As a laptop I have no complaints with the Chromebook, it makes the hardware a commodity item. One that I don't have to worry about. The ability to mount Dropbox and OneDrive as file stores also negates vendor lock in. I can have multiple back ups and work where it is appropriate. iOS even comes with a Google Drive widget so I can email my mock-up files on the go!

Where it gets interesting is with Codeanywhere and Cloud9. I prefer Cloud9 as being a bit more user friendly and a tad more RAM in the free pricing tier. It took no time at all to get a virtual machine running Linux and install R and create a PDF containing a graph.

This does open up all kinds of possibilities. For hobbyists, you can try out a new stack without much knowledge about the setup or ops. Then if you don't like it get rid of and you don't have clutter on your system. Then have a clash of libraries the next time that you want to try something. It also provides the ability to get some experience while using similar technology to enterprise systems .

For startups you get access to enterprise style infrastructure, if not scale. One of the most surprising things for me as I've looked at a couple of side projects is just how easy it is. I'm sure that for $9/month you could host an email marketing system for an SME. It'd (optimistically ;) only take a few weeks of full time work to get it up and running.

For enterprises that last sentence may seem worrying. How can competitor analysis keep track of specialist companies? Especially if they can pop up within a month and steal your business? Well, by doing the same thing. Get your pioneers to experiment. No need to wait for ops to be available. No need to worry about too much in fact. Do the experiment. Learn the lessons. Then either bring the experience in house or do some knowledge transfer. Or migrate to your usual infrastructure and tech stack.

The other aspect is that with scale in customers, you also have an advantage in problem knowledge. One way to keep customers is to double down on understanding their problems. Then solve them.
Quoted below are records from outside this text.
//! Session Loop
//!
//! Drives one browser towards one goal:
//!
//! ```text
//! Init -> Observing -> Deciding -> Resolving -> Executing -> Recording -> Observing ...
//!                                                                      |-> Achieved
//!                                                                      |-> MaxStepsReached
//!                                                                      |-> Failed(kind)
//! ```
//!
//! The loop continues while the goal is not achieved and fewer than
//! `max_steps` steps have been recorded. Any error ends the run as
//! `Failed`; the only failure absorbed along the way is a rejected scroll.
//! The browser is closed on every exit path.

use crate::action::{parse_oracle_response, resolve, ActionExecutor, ExecutedAction};
use crate::browser::screenshot::fit_within;
use crate::browser::{BrowserSession, ElementRegistry};
use crate::config::AgentConfig;
use crate::error::{AgentError, FailureKind};
use crate::oracle::prompt::{step_prompt, system_prompt};
use crate::oracle::{DialogueHistory, Message, Oracle, OracleError};
use crate::settle::SettleStrategy;
use crate::trajectory::{ScreenshotInfo, StepRecord, TraceWriter, Trajectory};
use chrono::Utc;
use serde::{Deserialize, Serialize};

#[derive(Debug, Clone, Copy, PartialEq, Eq, Serialize, Deserialize)]
pub enum SessionPhase {
    Init,
    Observing,
    Deciding,
    Resolving,
    Executing,
    Recording,
    Achieved,
    MaxStepsReached,
    Failed,
}

/// How a run ended. `Achieved` and `MaxStepsReached` are both regular endings.
#[derive(Debug, Clone, PartialEq, Eq, Serialize, Deserialize)]
#[serde(tag = "reason", rename_all = "snake_case")]
pub enum Termination {
    Achieved { steps: usize },
    MaxStepsReached { steps: usize },
    Failed { kind: FailureKind, message: String },
}

impl Termination {
    pub fn is_success(&self) -> bool {
        !matches!(self, Termination::Failed { .. })
    }

    pub fn failure_kind(&self) -> Option<FailureKind> {
        match self {
            Termination::Failed { kind, .. } => Some(*kind),
            _ => None,
        }
    }

    fn phase(&self) -> SessionPhase {
        match self {
            Termination::Achieved { .. } => SessionPhase::Achieved,
            Termination::MaxStepsReached { .. } => SessionPhase::MaxStepsReached,
            Termination::Failed { .. } => SessionPhase::Failed,
        }
    }
}

impl From<&AgentError> for Termination {
    fn from(error: &AgentError) -> Self {
        Termination::Failed {
            kind: error.kind(),
            message: error.to_string(),
        }
    }
}

/// Mutable state of the running session
#[derive(Debug, Clone, PartialEq, Serialize)]
pub struct SessionState {
    pub goal: String,
    pub step_count: usize,
    pub achieved: bool,
    pub phase: SessionPhase,
    pub termination: Option<Termination>,
}

impl SessionState {
    fn new(goal: &str) -> Self {
        Self {
            goal: goal.to_string(),
            step_count: 0,
            achieved: false,
            phase: SessionPhase::Init,
            termination: None,
        }
    }

    fn enter(&mut self, phase: SessionPhase) {
        log::debug!("Step {}: {:?} -> {:?}", self.step_count, self.phase, phase);
        self.phase = phase;
    }
}

/// Everything a finished run leaves behind
#[derive(Debug)]
pub struct SessionOutcome {
    pub termination: Termination,
    pub state: SessionState,
    pub trajectory: Trajectory,
    pub history: DialogueHistory,
}

pub struct GoalSession {
    config: AgentConfig,
    browser: Box<dyn BrowserSession>,
    oracle: Box<dyn Oracle>,
    settle: Box<dyn SettleStrategy>,
    trace: Option<TraceWriter>,
}

impl GoalSession {
    pub fn new(config: AgentConfig, browser: Box<dyn BrowserSession>, oracle: Box<dyn Oracle>) -> Self {
        let settle: Box<dyn SettleStrategy> = (&config.settle).into();
        Self {
            config,
            browser,
            oracle,
            settle,
            trace: None,
        }
    }

    pub fn with_settle(mut self, settle: Box<dyn SettleStrategy>) -> Self {
        self.settle = settle;
        self
    }

    /// Write screenshots and `trace.json` while running
    pub fn with_trace_writer(mut self, trace: TraceWriter) -> Self {
        self.trace = Some(trace);
        self
    }

    /// Run to a terminal state. Never fails: errors end up in the termination.
    pub async fn run(mut self) -> SessionOutcome {
        let mut state = SessionState::new(&self.config.goal);
        let mut trajectory = Trajectory::new(&self.config.goal, &self.config.start_url);
        let mut history = DialogueHistory::with_system_prompt(system_prompt(&self.config.goal));

        log::info!("Goal: {}", self.config.goal);
        log::info!("Start URL: {}", self.config.start_url);

        let termination = match self.drive(&mut state, &mut trajectory, &mut history).await {
            Ok(termination) => termination,
            Err(e) => {
                log::error!("Run failed after {} step(s): {}", state.step_count, e);
                Termination::from(&e)
            }
        };

        state.enter(termination.phase());
        state.termination = Some(termination.clone());

        if let Err(e) = self.browser.close().await {
            log::warn!("Failed to close browser: {}", e);
        }

        trajectory.finish(termination.clone());
        self.write_trace(&trajectory);
        self.store_history(&history);

        match &termination {
            Termination::Achieved { steps } => log::info!("Goal achieved after {} step(s)", steps),
            Termination::MaxStepsReached { steps } => {
                log::info!("Stopped at the cap of {} step(s) without reaching the goal", steps)
            }
            Termination::Failed { kind, message } => log::info!("Run failed ({}): {}", kind, message),
        }

        SessionOutcome {
            termination,
            state,
            trajectory,
            history,
        }
    }

    async fn drive(
        &mut self,
        state: &mut SessionState,
        trajectory: &mut Trajectory,
        history: &mut DialogueHistory,
    ) -> Result<Termination, AgentError> {
        let max_steps = match self.oracle.remaining_turns() {
            Some(turns) if turns < self.config.max_steps => {
                log::info!(
                    "Max steps {} exceeds the {} recorded responses, capping to {}",
                    self.config.max_steps,
                    turns,
                    turns
                );
                turns
            }
            _ => self.config.max_steps,
        };

        let viewport = self.config.viewport;
        let prepared = match &self.config.device {
            Some(device) => {
                log::info!("Emulating {}", device.name);
                self.browser.emulate_device(device).await
            }
            None => self.browser.set_viewport_size(viewport.width, viewport.height).await,
        };
        prepared.map_err(AgentError::DriverError)?;
        self.browser
            .navigate(&self.config.start_url)
            .await
            .map_err(AgentError::DriverError)?;
        self.settle.settle(self.browser.as_ref()).await;

        while !state.achieved && state.step_count < max_steps {
            let step_index = state.step_count;
            log::info!("Step {}", step_index + 1);

            state.enter(SessionPhase::Observing);
            let registry = ElementRegistry::observe(self.browser.as_ref())
                .await
                .map_err(AgentError::DriverError)?;
            let png = self.browser.screenshot().await.map_err(AgentError::DriverError)?;
            let png = self.fit_screenshot(png);
            let url = self.browser.current_url().await.map_err(AgentError::DriverError)?;
            let viewport = self
                .browser
                .viewport_size()
                .await
                .map_err(AgentError::DriverError)?;
            let timestamp = Utc::now().to_rfc3339();
            let screenshot = self.save_screenshot(step_index, &png);

            state.enter(SessionPhase::Deciding);
            let prompt = step_prompt(step_index, &url, &png);
            let raw = self.ask_oracle(history, &prompt).await?;
            history.push(prompt.clone());
            history.push(Message::assistant(raw.clone()));
            self.store_history(history);

            let response = parse_oracle_response(&raw)?;
            log::info!("Oracle: {}", response.description);
            log::info!("Expectation: {}", response.expectation);
            log::info!(
                "Previous expectation satisfied: {}, frustration {}/10 ({})",
                response.previous_expectation_satisfied,
                response.frustration_level.map(|l| l.to_string()).unwrap_or_else(|| "?".to_string()),
                response.frustration_reason
            );

            let (resolved_coordinates, executed_action) = if response.achieved {
                log::info!("Oracle reports the goal as achieved, not executing its action");
                state.achieved = true;
                (None, ExecutedAction::Skipped)
            } else {
                state.enter(SessionPhase::Resolving);
                let target = resolve(&response.action, &registry, viewport);

                state.enter(SessionPhase::Executing);
                let executed = ActionExecutor::new(self.browser.as_ref(), viewport)
                    .execute(&response.action, target.clone())
                    .await?;
                self.settle.settle(self.browser.as_ref()).await;
                (target.ok(), executed)
            };

            state.enter(SessionPhase::Recording);
            trajectory.append(StepRecord {
                step_index,
                timestamp,
                url,
                screenshot,
                element_count: registry.len(),
                oracle_request: prompt.joined_text(),
                oracle_raw_response: raw,
                oracle_response: response,
                resolved_coordinates,
                executed_action,
            })?;
            state.step_count += 1;
            self.write_trace(trajectory);

            if state.step_count > max_steps {
                return Err(AgentError::InvariantViolation(format!(
                    "step {} beyond cap of {}",
                    state.step_count, max_steps
                )));
            }
        }

        Ok(if state.achieved {
            Termination::Achieved {
                steps: state.step_count,
            }
        } else {
            Termination::MaxStepsReached {
                steps: state.step_count,
            }
        })
    }

    async fn ask_oracle(&mut self, history: &DialogueHistory, prompt: &Message) -> Result<String, AgentError> {
        let timeout = self.config.oracle_timeout;
        match tokio::time::timeout(timeout, self.oracle.complete(history, prompt)).await {
            Ok(answer) => Ok(answer?),
            Err(_) => Err(OracleError::Timeout(timeout).into()),
        }
    }

    fn fit_screenshot(&self, png: Vec<u8>) -> Vec<u8> {
        let Some((max_width, max_height)) = self.config.screenshot_max_size else {
            return png;
        };
        match fit_within(&png, max_width, max_height) {
            Ok(fitted) => fitted,
            Err(e) => {
                log::warn!("Sending screenshot as captured: {}", e);
                png
            }
        }
    }

    fn save_screenshot(&self, step_index: usize, png: &[u8]) -> ScreenshotInfo {
        match &self.trace {
            Some(trace) => trace.save_screenshot(step_index, png).unwrap_or_else(|e| {
                log::warn!("Failed to save screenshot of step {}: {}", step_index, e);
                ScreenshotInfo::for_png(step_index, png)
            }),
            None => ScreenshotInfo::for_png(step_index, png),
        }
    }

    fn write_trace(&self, trajectory: &Trajectory) {
        if let Some(trace) = &self.trace {
            if let Err(e) = trace.write(trajectory) {
                log::warn!("Failed to write {}: {}", trace.trace_path().display(), e);
            }
        }
    }

    fn store_history(&self, history: &DialogueHistory) {
        if let Some(path) = &self.config.store_history {
            if let Err(e) = history.save(path) {
                log::warn!("Failed to store dialogue history: {}", e);
            }
        }
    }
}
Also keep revisiting this, to keep actual problems at the forefront.


* my optimistic and purely hypothetical SME marketing tool:
  1. Get the sending side sorted with basic metrics recorded (this would be heavily manual driven process by the startup)
  2. Get some reporting based on metrics for performance of first send to users (first time you give access to system)
  3. Get some basic content management for next send
  4. Get billing in place ready for first invoice
  5. Then refine each aspect of above each time you sell it

Of course this is dependent on experience with the technology, free time, and understanding customer you could get each stage above down to about a week. It's also not going to be competing with Pure360 after a month, but it will do a job for someone.